En vista de que no lograba encontrar sosiego, encendió el televisor por primera vez en mucho tiempo y puso un DVD de un concierto de Rammstein en Nimes. El equipo de música le había costado una fortuna, por no hablar de los auriculares inalámbricos que utilizaba para no molestar a los vecinos, pero el televisor estaba cada día más caduco y ya casi parecía una pieza de museo. Mando a distancia no tenía desde que una mujer, de cuyo nombre ya no se acordaba, le había tirado una cerveza por encima. Afortunadamente, los auriculares funcionaban también con la tele y pudo hundirse en el sofá y dejar que su cerebro se recuperara mientras el grupo alemán iba sembrando de notas pesadas como un camión con remolque un escenario lleno de llamaradas, humo, orgías lumínicas, fuegos artificiales y uñas negras.

Despertó en el sofá al oír el timbre del teléfono.

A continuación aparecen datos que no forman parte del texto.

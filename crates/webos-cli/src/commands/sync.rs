use std::time::Duration;

use tokio::sync::watch;
use webos_core::{SyncEngine, SyncReport};

use crate::commands::common::{format_timestamp, CommandContext};
use crate::error::CliError;

pub async fn run_sync(
    context: &CommandContext,
    watch_mode: bool,
    interval_secs: Option<u64>,
    as_json: bool,
) -> Result<(), CliError> {
    let engine = SyncEngine::new(context.open_store().await?, context.api()?);

    if watch_mode {
        let interval = resolve_interval(interval_secs, context.config.sync_interval)?;
        let (shutdown_tx, shutdown_rx) = watch::channel(false);
        tokio::spawn(async move {
            if tokio::signal::ctrl_c().await.is_ok() {
                shutdown_tx.send(true).ok();
            }
        });

        let settled = engine
            .run_periodic(&context.scope, interval, shutdown_rx)
            .await;
        println!("Stopped after {settled} completed sync cycles");
        return Ok(());
    }

    let report = engine.sync_now(&context.scope).await?;
    if as_json {
        println!("{}", serde_json::to_string_pretty(&report)?);
    } else {
        for line in format_sync_report(&report) {
            println!("{line}");
        }
    }
    Ok(())
}

pub fn resolve_interval(
    interval_secs: Option<u64>,
    configured: Duration,
) -> Result<Duration, CliError> {
    match interval_secs {
        Some(0) => Err(CliError::Config(
            "--interval-secs must be greater than zero".to_string(),
        )),
        Some(secs) => Ok(Duration::from_secs(secs)),
        None => Ok(configured),
    }
}

pub fn format_sync_report(report: &SyncReport) -> Vec<String> {
    let mut lines = Vec::new();

    if let Some(error) = &report.push_error {
        lines.push(format!(
            "Push failed, edits stay queued: {}",
            error.user_message()
        ));
    } else if let Some(push) = &report.push_report {
        lines.push(format!(
            "Pushed {} edits ({} updated, {} skipped)",
            report.pushed, push.updated, push.skipped
        ));
    } else if !report.settings.upload_enabled {
        lines.push("Upload disabled, nothing pushed".to_string());
    }

    match report.pulled_icons {
        Some(count) => lines.push(format!("Pulled {count} icons")),
        None => lines.push("Pull returned no icon data, cache unchanged".to_string()),
    }
    lines.push(format!(
        "Last sync: {}",
        format_timestamp(report.settings.last_sync_at)
    ));
    lines
}
//! `reqwest` implementation of the desktop and sync APIs.

use std::time::Duration;

use reqwest::{Method, RequestBuilder, Response};
use serde::de::DeserializeOwned;
use url::Url;

use super::error::{ApiError, ApiResult};
use super::types::{
    DataEnvelope, ListEnvelope, MoveToFolderBody, NewFolder, NewLink, PositionBody, PullDataset,
    PullRequest, PushReport, PushRequest, RemoteSettings, RemoteSettingsUpdate, RenameBody,
};
use super::{DesktopApi, SyncApi, TenantApi};
use crate::config::ClientConfig;
use crate::models::{FolderRef, Icon, IconId, Membership, Scope, Tenant};

const TENANT_HEADER: &str = "X-Tenant-Id";

/// HTTP client for the WebOS backend.
///
/// The tenant header is taken from the scope passed to each call, never
/// from client state, so one client can serve several scopes.
#[derive(Clone)]
pub struct HttpApi {
    http: reqwest::Client,
    base_url: Url,
    access_token: Option<String>,
}

impl HttpApi {
    /// Build a client from resolved configuration.
    pub fn new(config: &ClientConfig) -> ApiResult<Self> {
        Self::with_options(
            &config.api_base_url,
            config.access_token.clone(),
            config.request_timeout,
        )
    }

    /// Build a client for `base_url` with the default timeout and no token.
    pub fn with_base_url(base_url: &str) -> ApiResult<Self> {
        Self::with_options(base_url, None, ClientConfig::DEFAULT_REQUEST_TIMEOUT)
    }

    pub fn with_options(
        base_url: &str,
        access_token: Option<String>,
        timeout: Duration,
    ) -> ApiResult<Self> {
        // Trailing slash so `join` appends instead of replacing the last segment
        let base_url = Url::parse(&format!("{}/", base_url.trim().trim_end_matches('/')))?;
        let http = reqwest::Client::builder()
            .timeout(timeout)
            .build()
            .map_err(|error| ApiError::Client(format!("failed to build HTTP client: {error}")))?;

        Ok(Self {
            http,
            base_url,
            access_token,
        })
    }

    pub const fn base_url(&self) -> &Url {
        &self.base_url
    }

    fn endpoint(&self, path: &str) -> ApiResult<Url> {
        Ok(self.base_url.join(path.trim_start_matches('/'))?)
    }

    fn authorized(&self, method: Method, url: Url) -> RequestBuilder {
        let builder = self
            .http
            .request(method, url)
            .header(reqwest::header::ACCEPT, "application/json");
        match &self.access_token {
            Some(token) => builder.bearer_auth(token),
            None => builder,
        }
    }

    fn request(&self, method: Method, url: Url, scope: &Scope) -> RequestBuilder {
        let builder = self.authorized(method, url);
        if scope.has_default_tenant() {
            builder
        } else {
            builder.header(TENANT_HEADER, scope.tenant_id())
        }
    }

    async fn send(builder: RequestBuilder) -> ApiResult<Response> {
        let response = builder.send().await?;
        let status = response.status();
        if status.is_success() {
            return Ok(response);
        }

        let body = response.text().await.unwrap_or_default();
        Err(ApiError::from_response(status.as_u16(), &body))
    }

    async fn send_json<T: DeserializeOwned>(builder: RequestBuilder) -> ApiResult<T> {
        let response = Self::send(builder).await?;
        let body = response.text().await?;
        serde_json::from_str(&body)
            .map_err(|error| ApiError::Client(format!("invalid response body: {error}")))
    }
}

impl DesktopApi for HttpApi {
    async fn list_icons(&self, scope: &Scope, parent: FolderRef) -> ApiResult<Vec<Icon>> {
        let mut url = self.endpoint("desktop/")?;
        url.query_pairs_mut()
            .append_pair("parent_id", &parent.to_string());
        let envelope: ListEnvelope<Icon> =
            Self::send_json(self.request(Method::GET, url, scope)).await?;
        Ok(envelope.into_items())
    }

    async fn move_icon(&self, scope: &Scope, icon: IconId, target: FolderRef) -> ApiResult<()> {
        let url = self.endpoint(&format!("desktop/{icon}/move/"))?;
        let body = MoveToFolderBody { parent_id: target };
        Self::send(self.request(Method::PATCH, url, scope).json(&body)).await?;
        Ok(())
    }

    async fn update_position(&self, scope: &Scope, icon: IconId, x: i64, y: i64) -> ApiResult<()> {
        let url = self.endpoint(&format!("desktop/{icon}/move/"))?;
        let body = PositionBody { x, y };
        Self::send(self.request(Method::PATCH, url, scope).json(&body)).await?;
        Ok(())
    }

    async fn rename_icon(&self, scope: &Scope, icon: IconId, name: &str) -> ApiResult<()> {
        let url = self.endpoint(&format!("desktop/{icon}/rename/"))?;
        Self::send(
            self.request(Method::POST, url, scope)
                .json(&RenameBody { name }),
        )
        .await?;
        Ok(())
    }

    async fn uninstall_icon(&self, scope: &Scope, icon: IconId) -> ApiResult<()> {
        let url = self.endpoint(&format!("desktop/{icon}/uninstall/"))?;
        Self::send(self.request(Method::DELETE, url, scope)).await?;
        Ok(())
    }

    async fn create_folder(&self, scope: &Scope, folder: &NewFolder) -> ApiResult<Icon> {
        let url = self.endpoint("desktop/create_folder/")?;
        Self::send_json(self.request(Method::POST, url, scope).json(folder)).await
    }

    async fn create_link(&self, scope: &Scope, link: &NewLink) -> ApiResult<Icon> {
        let url = self.endpoint("desktop/create_link/")?;
        Self::send_json(self.request(Method::POST, url, scope).json(link)).await
    }
}

impl TenantApi for HttpApi {
    async fn list_tenants(&self) -> ApiResult<Vec<Tenant>> {
        let url = self.endpoint("tenants/")?;
        let envelope: ListEnvelope<Tenant> =
            Self::send_json(self.authorized(Method::GET, url)).await?;
        Ok(envelope.into_items())
    }

    async fn list_memberships(&self) -> ApiResult<Vec<Membership>> {
        let url = self.endpoint("memberships/")?;
        let envelope: ListEnvelope<Membership> =
            Self::send_json(self.authorized(Method::GET, url)).await?;
        Ok(envelope.into_items())
    }
}

impl SyncApi for HttpApi {
    async fn push(&self, scope: &Scope, request: &PushRequest) -> ApiResult<PushReport> {
        let url = self.endpoint("sync/push/")?;
        let envelope: DataEnvelope<PushReport> =
            Self::send_json(self.request(Method::POST, url, scope).json(request)).await?;
        Ok(envelope.data.unwrap_or_default())
    }

    async fn pull(&self, scope: &Scope, request: &PullRequest) -> ApiResult<PullDataset> {
        let url = self.endpoint("sync/pull/")?;
        let envelope: DataEnvelope<PullDataset> =
            Self::send_json(self.request(Method::POST, url, scope).json(request)).await?;
        Ok(envelope.data.unwrap_or_default())
    }

    async fn get_settings(&self, scope: &Scope) -> ApiResult<RemoteSettings> {
        let url = self.endpoint("sync/settings/")?;
        let envelope: DataEnvelope<RemoteSettings> =
            Self::send_json(self.request(Method::GET, url, scope)).await?;
        envelope
            .data
            .ok_or_else(|| ApiError::Client("settings response did not include data".to_string()))
    }

    async fn update_settings(
        &self,
        scope: &Scope,
        update: &RemoteSettingsUpdate,
    ) -> ApiResult<RemoteSettings> {
        let url = self.endpoint("sync/settings/")?;
        let envelope: DataEnvelope<RemoteSettings> =
            Self::send_json(self.request(Method::PATCH, url, scope).json(update)).await?;
        envelope
            .data
            .ok_or_else(|| ApiError::Client("settings response did not include data".to_string()))
    }
}
//! Tenants the signed-in user belongs to

use serde::{Deserialize, Serialize};
use serde_json::{Map, Value};

#[derive(Debug, Clone, PartialEq, Serialize, Deserialize)]
pub struct Tenant {
    pub id: i64,
    #[serde(default)]
    pub name: String,
    #[serde(default)]
    pub slug: String,
    #[serde(default = "active_by_default")]
    pub is_active: bool,
    #[serde(flatten)]
    pub extra: Map<String, Value>,
}

const fn active_by_default() -> bool {
    true
}

impl Tenant {
    /// Value to send as `X-Tenant-Id` (and to use as the scope's tenant)
    pub fn scope_id(&self) -> String {
        self.id.to_string()
    }
}

/// The user's role in one tenant
#[derive(Debug, Clone, PartialEq, Serialize, Deserialize)]
pub struct Membership {
    pub id: i64,
    pub tenant: Tenant,
    #[serde(default)]
    pub role: String,
    /// The tenant the server falls back to when no header is sent
    #[serde(default)]
    pub is_default: bool,
    #[serde(flatten)]
    pub extra: Map<String, Value>,
}
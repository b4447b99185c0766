//! Database layer for the local cache

mod connection;
mod icon_repository;
mod migrations;
mod pending_repository;
mod settings_repository;

pub use connection::Database;
pub use icon_repository::{IconRepository, LibSqlIconRepository};
pub use pending_repository::{LibSqlPendingEditRepository, PendingEditRepository};
pub use settings_repository::{LibSqlSettingsRepository, SettingsRepository};
//! Remote API boundary: the desktop, sync and tenant endpoints of the backend.
//!
//! The sync engine and desktop controller are generic over these traits;
//! [`HttpApi`] is the production implementation.

mod client;
mod error;
mod types;

pub use client::HttpApi;
pub use error::{ApiError, ApiResult};
pub use types::{
    NewFolder, NewLink, PullDataset, PullRequest, PushReport, PushRequest, RemoteSettings,
    RemoteSettingsUpdate,
};

use crate::models::{FolderRef, Icon, IconId, Membership, Scope, Tenant};

/// Icon listing and mutation endpoints (async)
#[allow(async_fn_in_trait)]
pub trait DesktopApi {
    /// `GET /desktop/?parent_id=…`
    async fn list_icons(&self, scope: &Scope, parent: FolderRef) -> ApiResult<Vec<Icon>>;

    /// `PATCH /desktop/{id}/move/` with `{parent_id}`
    async fn move_icon(&self, scope: &Scope, icon: IconId, target: FolderRef) -> ApiResult<()>;

    /// `PATCH /desktop/{id}/move/` with `{x, y}`
    async fn update_position(&self, scope: &Scope, icon: IconId, x: i64, y: i64)
        -> ApiResult<()>;

    /// `POST /desktop/{id}/rename/` with `{name}`
    async fn rename_icon(&self, scope: &Scope, icon: IconId, name: &str) -> ApiResult<()>;

    /// `DELETE /desktop/{id}/uninstall/`; also deletes what the icon points at
    async fn uninstall_icon(&self, scope: &Scope, icon: IconId) -> ApiResult<()>;

    /// `POST /desktop/create_folder/`, returning the new folder icon
    async fn create_folder(&self, scope: &Scope, folder: &NewFolder) -> ApiResult<Icon>;

    /// `POST /desktop/create_link/`, returning the new link icon
    async fn create_link(&self, scope: &Scope, link: &NewLink) -> ApiResult<Icon>;
}

/// Tenant discovery (async). Not tied to a scope: these list every tenant
/// the signed-in user can act for.
#[allow(async_fn_in_trait)]
pub trait TenantApi {
    /// `GET /tenants/`
    async fn list_tenants(&self) -> ApiResult<Vec<Tenant>>;

    /// `GET /memberships/`
    async fn list_memberships(&self) -> ApiResult<Vec<Membership>>;
}

/// Sync endpoints (async)
#[allow(async_fn_in_trait)]
pub trait SyncApi {
    /// `POST /sync/push/`
    async fn push(&self, scope: &Scope, request: &PushRequest) -> ApiResult<PushReport>;

    /// `POST /sync/pull/`
    async fn pull(&self, scope: &Scope, request: &PullRequest) -> ApiResult<PullDataset>;

    /// `GET /sync/settings/`
    async fn get_settings(&self, scope: &Scope) -> ApiResult<RemoteSettings>;

    /// `PATCH /sync/settings/`
    async fn update_settings(
        &self,
        scope: &Scope,
        update: &RemoteSettingsUpdate,
    ) -> ApiResult<RemoteSettings>;
}
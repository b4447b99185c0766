use crate::commands::common::{
    format_pending_lines, pending_to_list_item, CommandContext, PendingListItem,
};
use crate::error::CliError;

pub async fn run_pending_list(context: &CommandContext, as_json: bool) -> Result<(), CliError> {
    let store = context.open_store().await?;
    let edits = store.get_pending_icon_updates(&context.scope).await?;

    if as_json {
        let json_items = edits
            .iter()
            .map(pending_to_list_item)
            .collect::<Vec<PendingListItem>>();
        println!("{}", serde_json::to_string_pretty(&json_items)?);
    } else {
        for line in format_pending_lines(&edits) {
            println!("{line}");
        }
    }

    Ok(())
}
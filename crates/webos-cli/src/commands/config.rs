use std::path::Path;

use serde::Serialize;
use webos_core::util::normalize_text_option;
use webos_core::{ClientConfig, ConfigFile};

use crate::commands::common::CommandContext;
use crate::error::CliError;

#[derive(Debug, Default)]
pub struct ConfigInitArgs {
    pub api_base_url: Option<String>,
    pub access_token: Option<String>,
    pub tenant_id: Option<String>,
    pub user_id: Option<String>,
    pub request_timeout_secs: Option<u64>,
    pub sync_interval_secs: Option<u64>,
}

#[derive(Debug, Serialize)]
pub struct ConfigSummary {
    pub config_path: String,
    pub db_path: String,
    pub api_base_url: String,
    pub access_token: Option<&'static str>,
    pub tenant_id: String,
    pub user_id: String,
    pub request_timeout_secs: u64,
    pub sync_interval_secs: u64,
}

pub fn config_summary(context: &CommandContext) -> ConfigSummary {
    ConfigSummary {
        config_path: context.config_path.display().to_string(),
        db_path: context.db_path.display().to_string(),
        api_base_url: context.config.api_base_url.clone(),
        access_token: context.config.access_token.as_ref().map(|_| "[REDACTED]"),
        tenant_id: context.scope.tenant_id().to_string(),
        user_id: context.scope.user_id().to_string(),
        request_timeout_secs: context.config.request_timeout.as_secs(),
        sync_interval_secs: context.config.sync_interval.as_secs(),
    }
}

pub fn run_config_show(context: &CommandContext, as_json: bool) -> Result<(), CliError> {
    let summary = config_summary(context);

    if as_json {
        println!("{}", serde_json::to_string_pretty(&summary)?);
        return Ok(());
    }

    println!("Config file:     {}", summary.config_path);
    println!("Cache database:  {}", summary.db_path);
    println!("API base URL:    {}", summary.api_base_url);
    println!(
        "Access token:    {}",
        summary.access_token.unwrap_or("(not set)")
    );
    println!("Scope:           {}", context.scope);
    println!("Request timeout: {}s", summary.request_timeout_secs);
    println!("Sync interval:   {}s", summary.sync_interval_secs);
    Ok(())
}

/// Overlay `args` on `existing` and validate the result.
pub fn merge_config_file(existing: ConfigFile, args: ConfigInitArgs) -> Result<ConfigFile, CliError> {
    let merged = ConfigFile {
        api_base_url: normalize_text_option(args.api_base_url).or(existing.api_base_url),
        access_token: normalize_text_option(args.access_token).or(existing.access_token),
        tenant_id: normalize_text_option(args.tenant_id).or(existing.tenant_id),
        user_id: normalize_text_option(args.user_id).or(existing.user_id),
        request_timeout_secs: args.request_timeout_secs.or(existing.request_timeout_secs),
        sync_interval_secs: args.sync_interval_secs.or(existing.sync_interval_secs),
    };

    // Validate the file on its own, without environment overrides
    ClientConfig::resolve(&merged, |_| None).map_err(|error| CliError::Config(error.to_string()))?;
    Ok(merged)
}

pub fn run_config_init(config_path: &Path, args: ConfigInitArgs) -> Result<(), CliError> {
    // Unreadable files get replaced
    let existing = match ConfigFile::load_from_path(config_path) {
        Ok(existing) => existing,
        Err(error) => {
            tracing::warn!(
                "Ignoring unreadable config at {}: {}",
                config_path.display(),
                error
            );
            ConfigFile::default()
        }
    };

    let merged = merge_config_file(existing, args)?;
    merged.save_to_path(config_path)?;
    println!("Config saved to {}", config_path.display());
    Ok(())
}
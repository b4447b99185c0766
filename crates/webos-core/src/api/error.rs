//! Remote call failures and their user-facing wording.

use serde_json::Value;
use thiserror::Error;

use crate::util::compact_text;

pub type ApiResult<T> = Result<T, ApiError>;

/// How a remote call failed.
///
/// The three shapes stay distinguishable so callers can word alerts
/// differently for "server said no" and "server unreachable".
#[derive(Debug, Clone, PartialEq, Eq, Error)]
pub enum ApiError {
    /// The server answered with a non-success status
    #[error("HTTP {status}: {}", message.as_deref().unwrap_or("request failed"))]
    Http {
        status: u16,
        /// `msg` or `detail` from the response body, when present
        message: Option<String>,
        body: String,
    },
    /// The request was sent but no response came back
    #[error("No response from server: {0}")]
    Network(String),
    /// The request never left the client, or the response was unreadable
    #[error("Client error: {0}")]
    Client(String),
}

impl ApiError {
    /// Build an HTTP error from a status and raw body, extracting the
    /// server's `msg` or `detail` field.
    pub fn from_response(status: u16, body: &str) -> Self {
        Self::Http {
            status,
            message: parse_server_message(body),
            body: compact_text(body),
        }
    }

    /// Message suitable for an alert shown to the user.
    pub fn user_message(&self) -> String {
        match self {
            Self::Http { message, .. } => message
                .clone()
                .unwrap_or_else(|| "request failed".to_string()),
            Self::Network(_) => "network connection failed".to_string(),
            Self::Client(message) => {
                let message = message.trim();
                if message.is_empty() {
                    "unknown error".to_string()
                } else {
                    message.to_string()
                }
            }
        }
    }

    pub const fn is_network(&self) -> bool {
        matches!(self, Self::Network(_))
    }
}

impl From<reqwest::Error> for ApiError {
    fn from(error: reqwest::Error) -> Self {
        if let Some(status) = error.status() {
            return Self::Http {
                status: status.as_u16(),
                message: None,
                body: String::new(),
            };
        }
        if error.is_builder() {
            return Self::Client(format!("invalid request: {error}"));
        }
        if error.is_decode() {
            return Self::Client(format!("invalid response body: {error}"));
        }
        Self::Network(error.to_string())
    }
}

impl From<url::ParseError> for ApiError {
    fn from(error: url::ParseError) -> Self {
        Self::Client(format!("invalid url: {error}"))
    }
}

fn parse_server_message(body: &str) -> Option<String> {
    let payload = serde_json::from_str::<Value>(body).ok()?;
    ["msg", "detail"].iter().find_map(|field| {
        payload
            .get(field)
            .and_then(Value::as_str)
            .map(str::trim)
            .filter(|message| !message.is_empty())
            .map(ToString::to_string)
    })
}
pub mod common;
pub mod completions;
pub mod config;
pub mod desktop;
pub mod icons;
pub mod pending;
pub mod settings;
pub mod sync;
pub mod tenants;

Se incorporó, se quitó los auriculares, buscó a tientas el móvil y se lanzó a la conversación.

—Soy Jasper —se presentó una voz monótona al otro lado—. ¿Te molesta que llame tan tarde?

—Depende de por qué llames —contestó Trokic.

—Lisa y yo ya hemos visto los vídeos de todas las tiendas.

El comisario consultó el reloj. Era la una y media y sentía unas leves náuseas. El vodka con el estómago vacío.

—¿Qué habéis encontrado?

—Teníamos que llamar para contártelo. Estamos casi seguros. Aún hay que ampliar la imagen y hacerla más nítida, Lisa piensa encargarse mañana, pero parece Lukas con esa cartera que dicen que llevaba. Por lo que recuerdo, tenía una mariquita gigante por detrás. Se le ve justo cuando pasa por delante del escaparate de la panadería.

Trokic se había espabilado de golpe. Automáticamente echó mano de los cigarrillos que había dejado en la mesa y agitó un encendedor para resucitarlo. Tras una honda calada preguntó:

—¿Va con alguien?

—No, la verdad es que no. Pero hay una persona al otro lado de la calle.

—¿Un hombre?

—No podría asegurarlo al cien por cien, pero yo creo que sí. A mí me parece que está quieto. Como si observase a Lukas. Y esperase.